At present, it is clear that the exact manner through which oestrogen deficiency-induced disruption of bone architecture leads to changes in strain, mechanical stimulation, and mechanotransduction is not fully understood. Irrespective of precise disruption to mechanosensing mechanisms at play during osteoporosis, it is well established that mechanical stimulation can moderate the negative effects of osteoporosis on bone mass [109]. Previous work by the Jacobs group has shown that fenoldopam, a primary cilium lengthening compound, can also increase osteocyte mechanosensitivity in vitro [92]. Furthermore, their results suggest that in animal models, pharmacologically induced lengthening of primary cilia via fenoldopam promotes load-induced bone adaptation in ovariectomised mice [98]. Lastly, by focusing on another bone cell type, osteoclasts, the group showed that loss of primary cilia is required for osteoclastogenesis [110]. Indeed, treatment with the same primary cilium-lengthening agent fenoldopam was capable of reducing osteoclast formation through maintenance of macrophage primary cilia, and therefore may also have a role as an anti-resorptive treatment [110]. However, it has also recently been shown that oestrogen withdrawal from osteocytes in vitro, to mimic osteoporotic conditions, can itself cause primary cilium elongation and results in pro-osteoclastogenic paracrine signalling [111]. Therefore, while further study is still required to unpick this mechanism, manipulation of primary cilia to either sensitise bone to mechanical stimulation, or to inhibit osteoclastogenesis, remains a promising approach to preventing and treating osteoporosis.

Conclusions

Research over a number of decades has now firmly established the primary cilium, once considered a vestigial organelle, as an important chemosensory and mechanosensory nexus in a range of tissues.
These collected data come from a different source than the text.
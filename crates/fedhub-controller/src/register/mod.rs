//! 集群注册模块
//!
//! 该模块负责成员集群加入和退出联邦控制平面，以及已注册集群的查询。
//! 注册是多步操作，后续步骤失败时会尽力删除已创建的控制平面集群对象。

mod catalog;
mod deregistrar;
mod registrar;

pub use catalog::ClusterCatalog;
pub use deregistrar::{delete_and_confirm, ClusterDeregistrar};
pub use registrar::ClusterRegistrar;
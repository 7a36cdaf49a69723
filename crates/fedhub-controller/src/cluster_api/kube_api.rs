//! 基于 kube-rs 的集群 API 实现

use anyhow::{Context, Result};
use async_trait::async_trait;
use fedhub_common::{ClusterCredential, ResourceKind};
use k8s_openapi::api::core::v1::{Namespace, Secret};
use k8s_openapi::apimachinery::pkg::apis::meta::v1::ObjectMeta;
use kube::api::{Api, DeleteParams, DynamicObject, ListParams, PostParams};
use kube::config::{KubeConfigOptions, Kubeconfig};
use kube::core::{ApiResource, GroupVersionKind, TypeMeta};
use kube::{Client, Config, Resource, ResourceExt};
use secrecy::SecretString;
use std::collections::BTreeMap;
use std::path::Path;
use std::sync::Arc;
use tracing::{debug, info, warn};

use super::{
    ApiError, ApiResult, Cluster, ClusterApi, ClusterConnector, ClusterJoinSpec, ClusterSpec,
    ClusterSyncMode, FederatedCluster, LocalSecretReference,
};

/// 控制平面中存放成员集群凭证的命名空间
const CLUSTER_SECRET_NAMESPACE: &str = "karmada-cluster";

/// 凭证 Secret 中令牌的键
const TOKEN_KEY: &str = "token";

/// 基于 kube-rs 客户端的集群 API
#[derive(Clone)]
pub struct KubeClusterApi {
    /// Kubernetes 客户端
    client: Client,
}

impl KubeClusterApi {
    /// 使用已有客户端创建
    pub fn new(client: Client) -> Self {
        Self { client }
    }

    /// 连接联邦控制平面
    ///
    /// 指定 kubeconfig 路径时从文件读取，否则依次尝试集群内配置和默认 kubeconfig。
    pub async fn connect_control_plane(
        kubeconfig: Option<&Path>,
        context: Option<String>,
    ) -> Result<Self> {
        let config = match kubeconfig {
            Some(path) => {
                let kubeconfig = Kubeconfig::read_from(path)
                    .with_context(|| format!("读取 kubeconfig 失败: {}", path.display()))?;
                let options = KubeConfigOptions {
                    context,
                    ..Default::default()
                };
                Config::from_custom_kubeconfig(kubeconfig, &options)
                    .await
                    .context("解析控制平面 kubeconfig 失败")?
            }
            None => Config::infer().await.context("推断控制平面配置失败")?,
        };

        info!("连接联邦控制平面: {}", config.cluster_url);
        let client = Client::try_from(config).context("创建控制平面客户端失败")?;
        Ok(Self::new(client))
    }

    /// 指定资源类型的动态 API
    fn dynamic_api(&self, kind: ResourceKind, namespace: Option<&str>) -> ApiResult<Api<DynamicObject>> {
        let resource = api_resource(kind);
        match (kind.is_namespaced(), namespace) {
            (true, Some(ns)) => Ok(Api::namespaced_with(self.client.clone(), ns, &resource)),
            (true, None) => Err(ApiError::InvalidConfig(format!("资源类型 {} 需要命名空间", kind))),
            (false, _) => Ok(Api::all_with(self.client.clone(), &resource)),
        }
    }

    /// 确保凭证命名空间存在
    async fn ensure_secret_namespace(&self) -> ApiResult<()> {
        let api: Api<Namespace> = Api::all(self.client.clone());
        let namespace = Namespace {
            metadata: ObjectMeta {
                name: Some(CLUSTER_SECRET_NAMESPACE.to_string()),
                ..Default::default()
            },
            ..Default::default()
        };
        match api.create(&PostParams::default(), &namespace).await {
            Ok(_) => Ok(()),
            Err(e) => match ApiError::from(e) {
                ApiError::AlreadyExists(_) => Ok(()),
                other => Err(other),
            },
        }
    }

    /// 创建归属于集群对象的凭证 Secret
    async fn create_cluster_secrets(&self, cluster: &Cluster, token: &str) -> ApiResult<()> {
        let owner = cluster
            .controller_owner_ref(&())
            .ok_or_else(|| ApiError::InvalidConfig("集群对象缺少 UID".to_string()))?;
        let api: Api<Secret> = Api::namespaced(self.client.clone(), CLUSTER_SECRET_NAMESPACE);

        let references = [&cluster.spec.secret_ref, &cluster.spec.impersonator_secret_ref];
        for reference in references.into_iter().flatten() {
            let secret = Secret {
                metadata: ObjectMeta {
                    name: Some(reference.name.clone()),
                    namespace: Some(reference.namespace.clone()),
                    owner_references: Some(vec![owner.clone()]),
                    ..Default::default()
                },
                string_data: Some(BTreeMap::from([(TOKEN_KEY.to_string(), token.to_string())])),
                ..Default::default()
            };
            api.create(&PostParams::default(), &secret).await?;
            debug!("已创建集群凭证 Secret: {}/{}", reference.namespace, reference.name);
        }
        Ok(())
    }
}

/// 资源类型对应的动态资源描述
pub(crate) fn api_resource(kind: ResourceKind) -> ApiResource {
    let gvk = GroupVersionKind::gvk(kind.group(), kind.version(), kind.kind());
    ApiResource::from_gvk_with_plural(&gvk, kind.plural())
}

/// 控制平面中的 Push 模式集群对象
fn push_cluster(spec: &ClusterJoinSpec) -> Cluster {
    let secret_ref = |name: String| LocalSecretReference {
        namespace: CLUSTER_SECRET_NAMESPACE.to_string(),
        name,
    };
    Cluster::new(
        &spec.name,
        ClusterSpec {
            sync_mode: ClusterSyncMode::Push,
            api_endpoint: Some(spec.api_endpoint.clone()),
            secret_ref: Some(secret_ref(spec.name.clone())),
            impersonator_secret_ref: Some(secret_ref(format!("{}-impersonator", spec.name))),
            insecure_skip_tls_verification: true,
        },
    )
}

impl From<Cluster> for FederatedCluster {
    fn from(cluster: Cluster) -> Self {
        let status = cluster.status.clone().unwrap_or_default();
        Self {
            name: cluster.name_any(),
            uid: cluster.uid().unwrap_or_default(),
            kubernetes_version: status.kubernetes_version.clone(),
            ready: status.ready(),
            sync_mode: cluster.spec.sync_mode,
        }
    }
}

#[async_trait]
impl ClusterApi for KubeClusterApi {
    async fn create_cluster(&self, spec: &ClusterJoinSpec) -> ApiResult<()> {
        let api: Api<Cluster> = Api::all(self.client.clone());
        let created = api.create(&PostParams::default(), &push_cluster(spec)).await?;
        info!("已在控制平面创建集群对象: {}", spec.name);

        let secrets = match self.ensure_secret_namespace().await {
            Ok(()) => self.create_cluster_secrets(&created, &spec.bearer_token).await,
            Err(e) => Err(e),
        };

        if let Err(e) = secrets {
            warn!("创建集群 {} 的凭证失败，删除集群对象: {}", spec.name, e);
            if let Err(cleanup) = api.delete(&spec.name, &DeleteParams::default()).await {
                warn!("删除集群对象 {} 失败: {}", spec.name, cleanup);
            }
            return Err(e);
        }

        Ok(())
    }

    async fn get_cluster(&self, name: &str) -> ApiResult<FederatedCluster> {
        let api: Api<Cluster> = Api::all(self.client.clone());
        Ok(api.get(name).await?.into())
    }

    async fn list_clusters(&self) -> ApiResult<Vec<FederatedCluster>> {
        let api: Api<Cluster> = Api::all(self.client.clone());
        let clusters = api.list(&ListParams::default()).await?;
        Ok(clusters.items.into_iter().map(FederatedCluster::from).collect())
    }

    async fn delete_cluster(&self, name: &str) -> ApiResult<()> {
        let api: Api<Cluster> = Api::all(self.client.clone());
        api.delete(name, &DeleteParams::default()).await?;
        info!("已请求删除集群对象: {}", name);
        Ok(())
    }

    async fn list(
        &self,
        kind: ResourceKind,
        namespace: Option<&str>,
    ) -> ApiResult<Vec<DynamicObject>> {
        let api = self.dynamic_api(kind, namespace)?;
        Ok(api.list(&ListParams::default()).await?.items)
    }

    async fn get(
        &self,
        kind: ResourceKind,
        namespace: Option<&str>,
        name: &str,
    ) -> ApiResult<DynamicObject> {
        let api = self.dynamic_api(kind, namespace)?;
        Ok(api.get(name).await?)
    }

    async fn create(
        &self,
        kind: ResourceKind,
        namespace: Option<&str>,
        object: &DynamicObject,
    ) -> ApiResult<DynamicObject> {
        let api = self.dynamic_api(kind, namespace)?;
        let resource = api_resource(kind);
        let mut object = object.clone();
        object.types = Some(TypeMeta {
            api_version: resource.api_version,
            kind: resource.kind,
        });
        Ok(api.create(&PostParams::default(), &object).await?)
    }
}

/// 基于令牌连接成员集群
///
/// 成员集群证书不做校验。
#[derive(Debug, Clone, Copy, Default)]
pub struct KubeConnector;

impl ClusterConnector for KubeConnector {
    fn connect(&self, credential: &ClusterCredential) -> ApiResult<Arc<dyn ClusterApi>> {
        let uri = credential
            .api_server_url
            .parse::<http::Uri>()
            .map_err(|e| ApiError::InvalidConfig(format!("无效的 API 服务器地址: {}", e)))?;

        let mut config = Config::new(uri);
        config.accept_invalid_certs = true;
        config.auth_info.token = Some(SecretString::new(credential.bearer_token.clone()));

        let client = Client::try_from(config)
            .map_err(|e| ApiError::InvalidConfig(format!("创建成员集群客户端失败: {}", e)))?;
        debug!(cluster_id = %credential.cluster_id, "已建立成员集群客户端");
        Ok(Arc::new(KubeClusterApi::new(client)))
    }
}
Mounting evidence from both in vitro and in vivo studies suggests that the primary cilium of the osteocyte plays a key role in bone mechanobiology, acting at least as an important mediating signalling domain for transduction of mechanical stimuli into biochemical signals. A range of key molecular mechanisms appear to be mediated in this manner: Pkd1, adenylyl cyclases, and Wnt signalling. However, while major steps have been taken in understanding osteocyte primary cilia function and the development of methods to manipulate its structure pharmacologically, whether it acts as a mechanosensor for osteocytes in and of itself remains unclear. Furthermore, whether defects in osteocytes have direct implications for the skeleton as ciliopathies, and whether primary cilia offer intervention pathways in bone diseases such as osteoporosis, requires further investigation.